From 2a437a05c4c06e2089fa1a789e96100ea2135f6a Mon Sep 17 00:00:00 2001
From: Linus Torvalds <torvalds@linux-foundation.org>
Date: Tue, 8 Mar 2022 11:55:48 -0800
Subject: [PATCH] mm: gup: make fault_in_safe_writeable() use
 fixup_user_fault()

Instedad of using GUP, make fault_in_safe_writeable() actually force a
'handle_mm_fault()' using the same fixup_user_fault() machinery that
futexes already use.

Using the GUP machinery meant that fault_in_safe_writeable() did not do
everything that a real fault would do, ranging from not auto-expanding
the stack segment, to not updating accessed or dirty flags in the page
tables (GUP sets those flags on the pages themselves).

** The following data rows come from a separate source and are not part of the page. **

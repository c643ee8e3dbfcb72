use crate::transaction::Transaction;
use serde::{Deserialize, Serialize};
use shared::{Address, BlockchainError, Hash, Result};

/// The genesis block credits the miner with this many base rewards.
pub const GENESIS_PREMINE_FACTOR: u64 = 10;

/// Number of nonces tried per proof-of-work round. The mining task yields
/// between rounds so cancellation and inbound messages stay responsive.
pub const POW_ROUND_ATTEMPTS: u32 = 1_000;

/// One block of the chain: header fields plus the ordered transaction list.
#[derive(Debug, Clone, PartialEq, Eq, Serialize, Deserialize)]
pub struct Block {
    pub index: u64,
    pub previous_hash: Hash,
    pub timestamp: i64,
    pub transactions: Vec<Transaction>,
    pub nonce: u64,
    pub hash: Hash,
    pub merkle_root: Hash,
}

impl Block {
    /// Assembles a block and computes its hash and Merkle root. The nonce
    /// starts at zero; proof-of-work is a separate step.
    ///
    /// # Errors
    ///
    /// Returns an error if the transaction list cannot be serialized.
    pub fn new(
        index: u64,
        previous_hash: Hash,
        timestamp: i64,
        transactions: Vec<Transaction>,
    ) -> Result<Self> {
        let merkle_root = merkle_root(&transactions);
        let mut block = Self {
            index,
            previous_hash,
            timestamp,
            transactions,
            nonce: 0,
            hash: Hash::genesis_marker(),
            merkle_root,
        };
        block.hash = block.compute_hash()?;
        Ok(block)
    }

    /// Creates the genesis block, crediting the miner with
    /// `GENESIS_PREMINE_FACTOR × base_reward`. Genesis is never mined; its
    /// hash is computed once over its contents.
    ///
    /// # Errors
    ///
    /// Returns an error if the premine coinbase cannot be constructed.
    pub fn genesis(miner: Address, base_reward: u64) -> Result<Self> {
        let premine = Transaction::coinbase(miner, GENESIS_PREMINE_FACTOR * base_reward)?;
        Self::new(
            0,
            Hash::genesis_marker(),
            chrono::Utc::now().timestamp_millis(),
            vec![premine],
        )
    }

    /// Re-derives the header hash from the current contents.
    ///
    /// # Errors
    ///
    /// Returns an error if the transaction list cannot be serialized.
    pub fn compute_hash(&self) -> Result<Hash> {
        let preimage = format!(
            "{}{}{}{}{}",
            self.index,
            self.previous_hash,
            self.timestamp,
            canonical_transactions(&self.transactions)?,
            self.nonce
        );
        Ok(Hash::digest(preimage.as_bytes()))
    }

    /// Tries up to `attempts` nonces against the difficulty target and
    /// reports whether the current hash now satisfies it. Callers loop over
    /// rounds, yielding between them.
    ///
    /// # Errors
    ///
    /// Returns an error if hashing the block fails.
    pub fn pow_round(&mut self, difficulty: u32, attempts: u32) -> Result<bool> {
        for _ in 0..attempts {
            if self.hash.meets_difficulty(difficulty) {
                return Ok(true);
            }
            self.nonce = self.nonce.wrapping_add(1);
            self.hash = self.compute_hash()?;
        }
        Ok(self.hash.meets_difficulty(difficulty))
    }

    /// Runs the proof-of-work search to completion. Only suitable for tests
    /// and other contexts where blocking is acceptable; the mining engine
    /// drives `pow_round` directly.
    ///
    /// # Errors
    ///
    /// Returns an error if hashing the block fails.
    pub fn mine(&mut self, difficulty: u32) -> Result<()> {
        while !self.pow_round(difficulty, POW_ROUND_ATTEMPTS)? {}
        Ok(())
    }

    /// Checks that the stored hash and Merkle root re-derive from the
    /// block's contents.
    ///
    /// # Errors
    ///
    /// Returns [`BlockchainError::InvalidBlock`] on any mismatch.
    pub fn verify_integrity(&self) -> Result<()> {
        if self.hash != self.compute_hash()? {
            return Err(BlockchainError::InvalidBlock(
                "hash does not match contents".to_string(),
            ));
        }
        if self.merkle_root != merkle_root(&self.transactions) {
            return Err(BlockchainError::InvalidBlock(
                "merkle root does not match transactions".to_string(),
            ));
        }
        Ok(())
    }

    /// Validates every member transaction and the coinbase placement: at
    /// most one coinbase, and only in the first position.
    ///
    /// # Errors
    ///
    /// Returns the first transaction-level failure, or
    /// [`BlockchainError::InvalidBlock`] for a misplaced coinbase.
    pub fn has_valid_transactions(&self) -> Result<()> {
        for (position, tx) in self.transactions.iter().enumerate() {
            if tx.is_coinbase() && position > 0 {
                return Err(BlockchainError::InvalidBlock(
                    "coinbase outside the first position".to_string(),
                ));
            }
            tx.validate()?;
        }
        Ok(())
    }

    #[must_use]
    pub fn is_genesis(&self) -> bool {
        self.index == 0 && self.previous_hash == Hash::genesis_marker()
    }

    /// Sum of the fees carried by the block's transfers.
    #[must_use]
    pub fn total_fees(&self) -> u64 {
        self.transactions.iter().map(Transaction::fee).sum()
    }
}

/// Serializes the transaction list into the canonical form hashed into the
/// header. Wire-struct field order is fixed, so the output is deterministic
/// across nodes.
fn canonical_transactions(transactions: &[Transaction]) -> Result<String> {
    Ok(serde_json::to_string(transactions)?)
}

/// Merkle root over the transaction ids. An odd layer duplicates its last
/// element; an empty list hashes to the digest of the empty string.
#[must_use]
pub fn merkle_root(transactions: &[Transaction]) -> Hash {
    if transactions.is_empty() {
        return Hash::digest(b"");
    }
    let mut layer: Vec<Hash> = transactions
        .iter()
        .map(|tx| tx.tx_id().clone())
        .collect();
    while layer.len() > 1 {
        let mut next = Vec::with_capacity(layer.len().div_ceil(2));
        for pair in layer.chunks(2) {
            let right = pair.get(1).unwrap_or(&pair[0]);
            let combined = format!("{}{}", pair[0], right);
            next.push(Hash::digest(combined.as_bytes()));
        }
        layer = next;
    }
    layer.remove(0)
}

#[cfg(test)]
mod tests {
    use super::*;
    use shared::KeyPair;

    fn signed_transfer(sender: &KeyPair, to: Address, amount: u64, fee: u64) -> Transaction {
        let mut tx = Transaction::transfer(sender.address(), to, amount, fee).unwrap();
        tx.sign(sender).unwrap();
        tx
    }

    #[test]
    fn genesis_has_expected_shape() {
        let miner = KeyPair::generate();
        let genesis = Block::genesis(miner.address(), 50).unwrap();

        assert!(genesis.is_genesis());
        assert_eq!(genesis.index, 0);
        assert_eq!(genesis.previous_hash, Hash::genesis_marker());
        assert_eq!(genesis.transactions.len(), 1);
        assert_eq!(genesis.transactions[0].amount(), 500);
        genesis.verify_integrity().unwrap();
        genesis.has_valid_transactions().unwrap();
    }

    #[test]
    fn mining_reaches_the_difficulty_target() {
        let miner = KeyPair::generate();
        let coinbase = Transaction::coinbase(miner.address(), 50).unwrap();
        let mut block = Block::new(1, Hash::digest(b"prev"), 1_000, vec![coinbase]).unwrap();

        block.mine(1).unwrap();

        assert!(block.hash.meets_difficulty(1));
        block.verify_integrity().unwrap();
    }

    #[test]
    fn pow_round_is_bounded() {
        let miner = KeyPair::generate();
        let coinbase = Transaction::coinbase(miner.address(), 50).unwrap();
        let mut block = Block::new(1, Hash::digest(b"prev"), 1_000, vec![coinbase]).unwrap();

        let nonce_before = block.nonce;
        // An impossible target: a bounded round must return without solving.
        let solved = block.pow_round(Hash::HEX_LEN as u32, 10).unwrap();

        assert!(!solved);
        assert_eq!(block.nonce, nonce_before + 10);
    }

    #[test]
    fn integrity_check_detects_tampering() {
        let miner = KeyPair::generate();
        let coinbase = Transaction::coinbase(miner.address(), 50).unwrap();
        let mut block = Block::new(1, Hash::digest(b"prev"), 1_000, vec![coinbase]).unwrap();

        block.timestamp += 1;
        assert!(block.verify_integrity().is_err());
    }

    #[test]
    fn odd_layer_duplicates_last_leaf() {
        let sender = KeyPair::generate();
        let other = KeyPair::generate();
        let txs: Vec<Transaction> = (1..=3)
            .map(|i| signed_transfer(&sender, other.address(), i * 10, 0))
            .collect();

        let mut padded = txs.clone();
        padded.push(txs[2].clone());

        assert_eq!(merkle_root(&txs), merkle_root(&padded));
        assert_ne!(merkle_root(&txs), merkle_root(&txs[..2]));
    }

    #[test]
    fn misplaced_coinbase_is_rejected() {
        let miner = KeyPair::generate();
        let sender = KeyPair::generate();
        let transfer = signed_transfer(&sender, miner.address(), 10, 0);
        let coinbase = Transaction::coinbase(miner.address(), 50).unwrap();

        let block = Block::new(1, Hash::digest(b"prev"), 1_000, vec![transfer, coinbase]).unwrap();
        assert!(block.has_valid_transactions().is_err());
    }

    #[test]
    fn block_round_trips_through_json() {
        let miner = KeyPair::generate();
        let genesis = Block::genesis(miner.address(), 50).unwrap();

        let json = serde_json::to_string(&genesis).unwrap();
        let back: Block = serde_json::from_str(&json).unwrap();

        assert_eq!(back, genesis);
        back.verify_integrity().unwrap();
    }
}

The latter causes problems on architectures (like s390) that do accessed
bit handling in software, which meant that fault_in_safe_writeable()
didn't actually do all the fault handling it needed to.

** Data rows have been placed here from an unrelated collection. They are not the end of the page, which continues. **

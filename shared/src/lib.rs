pub mod crypto;
pub mod error;
pub mod hash;
pub mod keys;

pub use crypto::{recover, ripemd160, sha256, sign, verify, Signature};
pub use error::BlockchainError;
pub use hash::Hash;
pub use keys::{Address, KeyPair, ADDRESS_LEN, ADDRESS_PREFIX};

pub type Result<T> = std::result::Result<T, BlockchainError>;
use serde::{Deserialize, Serialize};
use shared::{recover, Address, BlockchainError, Hash, KeyPair, Result, Signature};

/// A transfer record on the chain.
///
/// The two kinds are separate variants so validation can never forget the
/// coinbase case: a coinbase has no sender and no signature by construction,
/// a transfer always has both.
#[derive(Debug, Clone, PartialEq, Eq, Serialize, Deserialize)]
#[serde(try_from = "RawTransaction", into = "RawTransaction")]
pub enum Transaction {
    /// The block reward paid to the miner. Always the first transaction of
    /// a block, never relayed on its own.
    Coinbase {
        to: Address,
        amount: u64,
        timestamp: i64,
        tx_id: Hash,
    },
    /// A signed transfer between two distinct addresses.
    Transfer {
        from: Address,
        to: Address,
        amount: u64,
        fee: u64,
        timestamp: i64,
        signature: Option<Signature>,
        tx_id: Hash,
    },
}

/// Flat wire form shared by gossip frames, API submissions and the
/// snapshot file. A missing `from_address` marks a coinbase.
#[derive(Debug, Clone, Serialize, Deserialize)]
pub struct RawTransaction {
    pub from_address: Option<Address>,
    pub to_address: Address,
    pub amount: u64,
    pub fee: u64,
    pub timestamp: i64,
    pub signature: Option<Signature>,
    pub tx_id: Hash,
}

impl Transaction {
    /// Creates the reward transaction for a freshly assembled block.
    ///
    /// # Errors
    ///
    /// Returns [`BlockchainError::InvalidTransaction`] for a zero amount.
    pub fn coinbase(to: Address, amount: u64) -> Result<Self> {
        if amount == 0 {
            return Err(BlockchainError::InvalidTransaction(
                "coinbase amount must be positive".to_string(),
            ));
        }
        let timestamp = now_ms();
        let tx_id = Self::compute_id(None, &to, amount, 0, timestamp);
        Ok(Self::Coinbase {
            to,
            amount,
            timestamp,
            tx_id,
        })
    }

    /// Creates an unsigned transfer.
    ///
    /// # Errors
    ///
    /// Returns [`BlockchainError::InvalidTransaction`] for a zero amount or
    /// a self-transfer.
    pub fn transfer(from: Address, to: Address, amount: u64, fee: u64) -> Result<Self> {
        if amount == 0 {
            return Err(BlockchainError::InvalidTransaction(
                "amount must be positive".to_string(),
            ));
        }
        if from == to {
            return Err(BlockchainError::InvalidTransaction(
                "sender and recipient must differ".to_string(),
            ));
        }
        let timestamp = now_ms();
        let tx_id = Self::compute_id(Some(&from), &to, amount, fee, timestamp);
        Ok(Self::Transfer {
            from,
            to,
            amount,
            fee,
            timestamp,
            signature: None,
            tx_id,
        })
    }

    /// The id preimage covers the five non-signature fields, so signing
    /// never changes the id.
    fn compute_id(from: Option<&Address>, to: &Address, amount: u64, fee: u64, timestamp: i64) -> Hash {
        let preimage = format!(
            "{}{}{}{}{}",
            from.map_or("", Address::as_str),
            to.as_str(),
            amount,
            fee,
            timestamp
        );
        Hash::digest(preimage.as_bytes())
    }

    /// Signs the transfer with the sender's key.
    ///
    /// # Errors
    ///
    /// Coinbase transactions are never signed; signing with a key that does
    /// not own the sender address fails with
    /// [`BlockchainError::InvalidSignature`].
    pub fn sign(&mut self, keys: &KeyPair) -> Result<()> {
        match self {
            Self::Coinbase { .. } => Err(BlockchainError::InvalidTransaction(
                "coinbase transactions are not signed".to_string(),
            )),
            Self::Transfer {
                from,
                signature,
                tx_id,
                ..
            } => {
                if keys.address() != *from {
                    return Err(BlockchainError::InvalidSignature);
                }
                *signature = Some(keys.sign(tx_id)?);
                Ok(())
            }
        }
    }

    /// Full validity check: shape, id re-derivation, and for transfers the
    /// recovery of the signer back to the sender address.
    ///
    /// # Errors
    ///
    /// Returns [`BlockchainError::InvalidTransaction`] for shape violations
    /// and [`BlockchainError::InvalidSignature`] when the signature is
    /// missing or recovers to another address.
    pub fn validate(&self) -> Result<()> {
        match self {
            Self::Coinbase {
                to,
                amount,
                timestamp,
                tx_id,
            } => {
                if *amount == 0 {
                    return Err(BlockchainError::InvalidTransaction(
                        "coinbase amount must be positive".to_string(),
                    ));
                }
                if *tx_id != Self::compute_id(None, to, *amount, 0, *timestamp) {
                    return Err(BlockchainError::InvalidTransaction(
                        "tx id does not match contents".to_string(),
                    ));
                }
                Ok(())
            }
            Self::Transfer {
                from,
                to,
                amount,
                fee,
                timestamp,
                signature,
                tx_id,
            } => {
                if *amount == 0 {
                    return Err(BlockchainError::InvalidTransaction(
                        "amount must be positive".to_string(),
                    ));
                }
                if from == to {
                    return Err(BlockchainError::InvalidTransaction(
                        "sender and recipient must differ".to_string(),
                    ));
                }
                if *tx_id != Self::compute_id(Some(from), to, *amount, *fee, *timestamp) {
                    return Err(BlockchainError::InvalidTransaction(
                        "tx id does not match contents".to_string(),
                    ));
                }
                let signature = signature
                    .as_ref()
                    .ok_or(BlockchainError::InvalidSignature)?;
                let public = recover(signature, tx_id)?;
                if Address::from_public_key(&public) != *from {
                    return Err(BlockchainError::InvalidSignature);
                }
                Ok(())
            }
        }
    }

    #[must_use]
    pub const fn is_coinbase(&self) -> bool {
        matches!(self, Self::Coinbase { .. })
    }

    #[must_use]
    pub const fn tx_id(&self) -> &Hash {
        match self {
            Self::Coinbase { tx_id, .. } | Self::Transfer { tx_id, .. } => tx_id,
        }
    }

    #[must_use]
    pub const fn from(&self) -> Option<&Address> {
        match self {
            Self::Coinbase { .. } => None,
            Self::Transfer { from, .. } => Some(from),
        }
    }

    #[must_use]
    pub const fn to(&self) -> &Address {
        match self {
            Self::Coinbase { to, .. } | Self::Transfer { to, .. } => to,
        }
    }

    #[must_use]
    pub const fn amount(&self) -> u64 {
        match self {
            Self::Coinbase { amount, .. } | Self::Transfer { amount, .. } => *amount,
        }
    }

    #[must_use]
    pub const fn fee(&self) -> u64 {
        match self {
            Self::Coinbase { .. } => 0,
            Self::Transfer { fee, .. } => *fee,
        }
    }

    #[must_use]
    pub const fn timestamp(&self) -> i64 {
        match self {
            Self::Coinbase { timestamp, .. } | Self::Transfer { timestamp, .. } => *timestamp,
        }
    }
}

fn now_ms() -> i64 {
    chrono::Utc::now().timestamp_millis()
}

impl TryFrom<RawTransaction> for Transaction {
    type Error = BlockchainError;

    fn try_from(raw: RawTransaction) -> Result<Self> {
        match raw.from_address {
            None => {
                if raw.signature.is_some() {
                    return Err(BlockchainError::Malformed(
                        "coinbase carries no signature".to_string(),
                    ));
                }
                if raw.fee != 0 {
                    return Err(BlockchainError::Malformed(
                        "coinbase carries no fee".to_string(),
                    ));
                }
                Ok(Self::Coinbase {
                    to: raw.to_address,
                    amount: raw.amount,
                    timestamp: raw.timestamp,
                    tx_id: raw.tx_id,
                })
            }
            Some(from) => Ok(Self::Transfer {
                from,
                to: raw.to_address,
                amount: raw.amount,
                fee: raw.fee,
                timestamp: raw.timestamp,
                signature: raw.signature,
                tx_id: raw.tx_id,
            }),
        }
    }
}

impl From<Transaction> for RawTransaction {
    fn from(tx: Transaction) -> Self {
        match tx {
            Transaction::Coinbase {
                to,
                amount,
                timestamp,
                tx_id,
            } => Self {
                from_address: None,
                to_address: to,
                amount,
                fee: 0,
                timestamp,
                signature: None,
                tx_id,
            },
            Transaction::Transfer {
                from,
                to,
                amount,
                fee,
                timestamp,
                signature,
                tx_id,
            } => Self {
                from_address: Some(from),
                to_address: to,
                amount,
                fee,
                timestamp,
                signature,
                tx_id,
            },
        }
    }
}

#[cfg(test)]
mod tests {
    use super::*;

    fn two_parties() -> (KeyPair, Address, Address) {
        let sender = KeyPair::generate();
        let recipient = KeyPair::generate();
        let from = sender.address();
        let to = recipient.address();
        (sender, from, to)
    }

    #[test]
    fn transfer_rejects_bad_shapes() {
        let (_, from, to) = two_parties();
        assert!(Transaction::transfer(from.clone(), to.clone(), 0, 1).is_err());
        assert!(Transaction::transfer(from.clone(), from, 10, 1).is_err());
        assert!(Transaction::transfer(to.clone(), to, 10, 1).is_err());
    }

    #[test]
    fn coinbase_rejects_zero_amount() {
        let (_, _, to) = two_parties();
        assert!(Transaction::coinbase(to.clone(), 0).is_err());
        assert!(Transaction::coinbase(to, 50).is_ok());
    }

    #[test]
    fn tx_id_is_stable_under_signing() {
        let (sender, from, to) = two_parties();
        let mut tx = Transaction::transfer(from, to, 100, 1).unwrap();
        let before = tx.tx_id().clone();

        tx.sign(&sender).unwrap();

        assert_eq!(*tx.tx_id(), before);
        tx.validate().unwrap();
    }

    #[test]
    fn unsigned_transfer_does_not_validate() {
        let (_, from, to) = two_parties();
        let tx = Transaction::transfer(from, to, 100, 1).unwrap();
        assert!(matches!(
            tx.validate(),
            Err(BlockchainError::InvalidSignature)
        ));
    }

    #[test]
    fn signing_with_foreign_key_is_rejected() {
        let (_, from, to) = two_parties();
        let stranger = KeyPair::generate();
        let mut tx = Transaction::transfer(from, to, 100, 1).unwrap();
        assert!(matches!(
            tx.sign(&stranger),
            Err(BlockchainError::InvalidSignature)
        ));
    }

    #[test]
    fn tampered_amount_invalidates_id() {
        let (sender, from, to) = two_parties();
        let mut tx = Transaction::transfer(from, to, 100, 1).unwrap();
        tx.sign(&sender).unwrap();

        if let Transaction::Transfer { amount, .. } = &mut tx {
            *amount = 1_000;
        }
        assert!(tx.validate().is_err());
    }

    #[test]
    fn coinbase_is_never_signed() {
        let sender = KeyPair::generate();
        let mut tx = Transaction::coinbase(sender.address(), 50).unwrap();
        assert!(tx.sign(&sender).is_err());
        tx.validate().unwrap();
    }

    #[test]
    fn wire_round_trip_is_bit_preserving() {
        let (sender, from, to) = two_parties();
        let mut tx = Transaction::transfer(from, to, 42, 3).unwrap();
        tx.sign(&sender).unwrap();

        let json = serde_json::to_string(&tx).unwrap();
        let back: Transaction = serde_json::from_str(&json).unwrap();
        assert_eq!(back, tx);

        let coinbase = Transaction::coinbase(sender.address(), 50).unwrap();
        let json = serde_json::to_string(&coinbase).unwrap();
        let back: Transaction = serde_json::from_str(&json).unwrap();
        assert_eq!(back, coinbase);
    }

    #[test]
    fn wire_form_rejects_signed_coinbase() {
        let (sender, from, to) = two_parties();
        let mut tx = Transaction::transfer(from, to, 42, 3).unwrap();
        tx.sign(&sender).unwrap();

        let mut raw = RawTransaction::from(tx);
        raw.from_address = None;
        assert!(Transaction::try_from(raw).is_err());
    }
}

Reported-and-tested-by: Andreas Gruenbacher <agruenba@redhat.com>
Link: https://lore.kernel.org/all/CAHc6FU5nP+nziNGG0JAF1FUx-GV7kKFvM7aZuU_XD2_1v4vnvg@mail.gmail.com/
Cc: David Hildenbrand <david@redhat.com>
Signed-off-by: Linus Torvalds <torvalds@linux-foundation.org>
---
 mm/gup.c | 57 +++++++++++++++++++-------------------------------------
 1 file changed, 19 insertions(+), 38 deletions(-)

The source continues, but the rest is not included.